* Exercise description:
Under this task are some entries; return every one of them exactly.

* Records for this task:

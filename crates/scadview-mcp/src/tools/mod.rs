//! MCP tool request types and result envelopes
//!
//! - Rendering (render_single, render_perspectives)
//! - Diagnostics (check_openscad, get_server_info)

pub mod diagnostics;
pub mod render;
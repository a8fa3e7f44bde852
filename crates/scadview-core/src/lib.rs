//! scadview core - parameter normalization and response sizing
//!
//! The pieces of the scadview MCP server that do not talk to OpenSCAD or the
//! MCP transport:
//!
//! - [`normalize`] turns loosely-typed tool arguments (arrays, objects,
//!   JSON strings, `"800x600"`, `"a,b"`, `"k=v"`) into canonical values
//! - [`response`] decides whether rendered images are returned inline,
//!   recompressed, or written to disk to stay within a size budget
//! - [`compress`] holds the size estimate and PNG recompression shared by
//!   the two

pub mod compress;
pub mod error;
pub mod normalize;
pub mod response;

pub use compress::{
    CompressionEffort, ImageCompressor, PngCompressor, compression_ratio, estimate_response_size,
};
pub use error::{Error, Result};
pub use normalize::{
    ImageSize, MAX_TOTAL_PIXELS, Vector3, json_type_name, normalize_dict, normalize_image_size,
    normalize_list, normalize_vector3,
};
pub use response::{
    ImageDescriptor, ImageRecord, ImageSet, ManagedImages, ManagedResponse, OutputFormat,
    PNG_MIME, ResponseManager, save_image_to_file, unique_file_name,
};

* Expected answer:
filename crates/scadview-mcp/src/tools/mod.rs
//! MCP tool request types and result envelopes
//!
//! - Rendering (render_single, render_perspectives)
//! - Diagnostics (check_openscad, get_server_info)

pub mod diagnostics;
pub mod render;
repository a8fa3e7f44bde852
filename crates/scadview-core/src/lib.rs
//! scadview core - parameter normalization and response sizing
//!
//! The pieces of the scadview MCP server that do not talk to OpenSCAD or the
//! MCP transport:
//!
//! - [`normalize`] turns loosely-typed tool arguments (arrays, objects,
//!   JSON strings, `"800x600"`, `"a,b"`, `"k=v"`) into canonical values
//! - [`response`] decides whether rendered images are returned inline,
//!   recompressed, or written to disk to stay within a size budget
//! - [`compress`] holds the size estimate and PNG recompression shared by
//!   the two

pub mod compress;
pub mod error;
pub mod normalize;
pub mod response;

pub use compress::{
    CompressionEffort, ImageCompressor, PngCompressor, compression_ratio, estimate_response_size,
};
pub use error::{Error, Result};
pub use normalize::{
    ImageSize, MAX_TOTAL_PIXELS, Vector3, json_type_name, normalize_dict, normalize_image_size,
    normalize_list, normalize_vector3,
};
pub use response::{
    ImageDescriptor, ImageRecord, ImageSet, ManagedImages, ManagedResponse, OutputFormat,
    PNG_MIME, ResponseManager, save_image_to_file, unique_file_name,
};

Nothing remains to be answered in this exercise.